With the cession of California to the United States following the Mexican-American War, the 1848 Treaty of Guadalupe Hidalgo provided that the land grants would be honored. As required by the Land Act of 1851, a claim for Rancho Cuyamaca was filed with the Public Land Commission in 1852. The grant contained no mention of size nor was there any description of boundaries. It was specified in the grant that it was to be measured and maps made. But, with the exception of a crude map of indefinite date, nothing seems to have been done until it came before the land commission.

In 1869, Olvera sold one-third to his lawyer, Isaac Hartman and the remaining two-thirds to Samual Stewart. Stewart in turn sold one-half of the two-thirds to Robert Allison and one-fourth to John Treat. He later sold the remaining one-fourth to Allison and Juan Luco jointly.

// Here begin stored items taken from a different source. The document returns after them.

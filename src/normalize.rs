//! Folder name normalization.
//!
//! Turns a raw group key such as `"Wait For It???"` into a lowercase,
//! dash-separated folder name (`"wait-for-it?"`). Only ASCII letters, digits,
//! dashes and a single trailing terminal symbol survive.
//!
//! # Examples
//!
//! ```
//! use prefixtidy::normalize::normalize_group_name;
//!
//! assert_eq!(normalize_group_name("  My Folder  "), "my-folder");
//! assert_eq!(normalize_group_name("Proj@ct!"), "projct!");
//! assert_eq!(normalize_group_name(" Série_01 (Completa)"), "srie-01-completa");
//! ```

/// Symbols that may survive normalization, but only at the very end.
pub const TERMINAL_SYMBOLS: &[char] = &['!', '?', '+'];

fn is_terminal_symbol(c: char) -> bool {
    TERMINAL_SYMBOLS.contains(&c)
}

fn is_allowed(c: char) -> bool {
    c.is_ascii_alphanumeric() || c == '-' || is_terminal_symbol(c)
}

/// Collapses every run of consecutive dashes into a single dash.
fn collapse_dashes(s: &str) -> String {
    let mut out = String::with_capacity(s.len());
    for c in s.chars() {
        if c == '-' && out.ends_with('-') {
            continue;
        }
        out.push(c);
    }
    out
}

/// Normalizes a raw group key into a filesystem-friendly folder name.
///
/// Steps, in order:
/// 1. trim surrounding whitespace
/// 2. spaces and underscores become dashes
/// 3. runs of dashes collapse to one
/// 4. everything except ASCII letters, digits, dashes and `! ? +` is deleted
/// 5. a terminal symbol is kept once, and only if it is the final character
///    once trailing dashes are gone; all other terminal symbols are dropped
/// 6. trailing dashes are stripped
/// 7. the result is lowercased
///
/// The function is idempotent. It can return an empty string when the key
/// contains nothing that survives.
pub fn normalize_group_name(raw: &str) -> String {
    let dashed: String = raw
        .trim()
        .chars()
        .map(|c| if c == ' ' || c == '_' { '-' } else { c })
        .collect();

    let filtered: String = collapse_dashes(&dashed)
        .chars()
        .filter(|&c| is_allowed(c))
        .collect();

    // Deleting characters can leave dashes next to each other again.
    let filtered = collapse_dashes(&filtered);
    let filtered = filtered.trim_end_matches('-');

    let terminal = filtered.chars().last().filter(|&c| is_terminal_symbol(c));
    let body = match terminal {
        Some(symbol) => filtered.trim_end_matches(symbol),
        None => filtered,
    };

    let body: String = body.chars().filter(|&c| !is_terminal_symbol(c)).collect();
    let mut name = collapse_dashes(&body).trim_end_matches('-').to_string();
    if let Some(symbol) = terminal {
        name.push(symbol);
    }

    name.to_ascii_lowercase()
}
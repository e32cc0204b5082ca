#[cfg(not(feature = "std"))]
use alloc::collections::BTreeMap;
#[cfg(feature = "std")]
use std::collections::HashMap;

#[cfg(feature = "std")]
pub(crate) type SpanExtentMap = HashMap<crate::Span, f64>;
#[cfg(not(feature = "std"))]
pub(crate) type SpanExtentMap = BTreeMap<crate::Span, f64>;

#[cfg(feature = "std")]
pub(crate) type CallbackMap = HashMap<crate::ElementId, crate::observer::VisibilityCallback>;
#[cfg(not(feature = "std"))]
pub(crate) type CallbackMap = BTreeMap<crate::ElementId, crate::observer::VisibilityCallback>;

#[cfg(feature = "std")]
pub(crate) type NodeMap<V> = HashMap<crate::node::NodeId, V>;
#[cfg(not(feature = "std"))]
pub(crate) type NodeMap<V> = BTreeMap<crate::node::NodeId, V>;
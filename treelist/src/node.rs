use crate::host::RenderContent;
use crate::observer::Subscription;
use crate::{ElementId, Intersection, Span};

/// Arena identity of a tree node.
///
/// Assigned monotonically and never reused within a list, so a visibility
/// signal for a departed node can never land on a recycled slot.
#[derive(Clone, Copy, Debug, PartialEq, Eq, PartialOrd, Ord, Hash)]
pub(crate) struct NodeId(pub(crate) u64);

/// The rendering decision currently applied to a node.
#[derive(Clone, Copy, Debug, PartialEq)]
pub(crate) enum NodeBody {
    Placeholder { extent: f64 },
    Item { index: usize, expected_extent: f64 },
    Split { top: NodeId, bottom: NodeId },
}

impl NodeBody {
    pub(crate) fn render(&self) -> RenderContent {
        match *self {
            Self::Placeholder { extent } => RenderContent::Placeholder { extent },
            Self::Item {
                index,
                expected_extent,
            } => RenderContent::Item {
                index,
                expected_extent,
            },
            Self::Split { .. } => RenderContent::Branch,
        }
    }
}

/// Ephemeral tree node. Lives only in the list's arena, never persisted.
///
/// `body` is `None` only between arena insertion and the node's first
/// decision, which happens within the same mount call. The subscription is
/// cancelled exactly once, by dropping the guard when the node is torn down.
#[derive(Debug)]
pub(crate) struct Node {
    pub(crate) span: Span,
    pub(crate) element: ElementId,
    pub(crate) in_view: bool,
    pub(crate) intersection: Option<Intersection>,
    pub(crate) body: Option<NodeBody>,
    pub(crate) subscription: Option<Subscription>,
}
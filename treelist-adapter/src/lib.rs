//! Adapter utilities for the `treelist` crate.
//!
//! The `treelist` crate is UI-agnostic and focuses on the core range-tree
//! state. This crate provides small, framework-neutral pieces commonly needed
//! to wire it into an event loop:
//!
//! - [`LayoutModel`]: an in-memory scroll container implementing the engine's
//!   host contract, with stacked one-dimensional layout, alignment-aware
//!   scroll-into-view, and rect queries for the polling provider.
//! - [`ScrollDriver`]: event plumbing that forwards scroll/resize/frame ticks
//!   to whichever visibility provider the list was built with, simulating a
//!   native batched intersection observer for the event-driven strategy.
//!
//! This crate is intentionally framework-agnostic (no DOM/TUI bindings); it
//! also serves as the reference for what a real host integration has to do.
#![cfg_attr(not(feature = "std"), no_std)]
#![forbid(unsafe_code)]

extern crate alloc;

#[cfg(test)]
extern crate std;

#[macro_use]
mod macros;

mod driver;
mod layout;


pub use driver::ScrollDriver;
pub use layout::LayoutModel;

Following the discovery of gold in the Julian area in 1870, a dispute as to the boundaries of the rancho arose. The new owners attempted to extend Rancho Cuyamaca boundaries northward to Rancho Santa Ysabel and include the Julian mines. The miners, supported by the general public of San Diego, claimed the land was public. Four years later, the area of the rancho was fixed at eight square leagues and the northern boundary line 7 miles south of Julian.

The grant was patented to Agustín Olvera in 1874.

Although the boundary dispute has been settled, conflicting ownership claims forced a new survey and partition into 14 lots among 10 owners in 1879.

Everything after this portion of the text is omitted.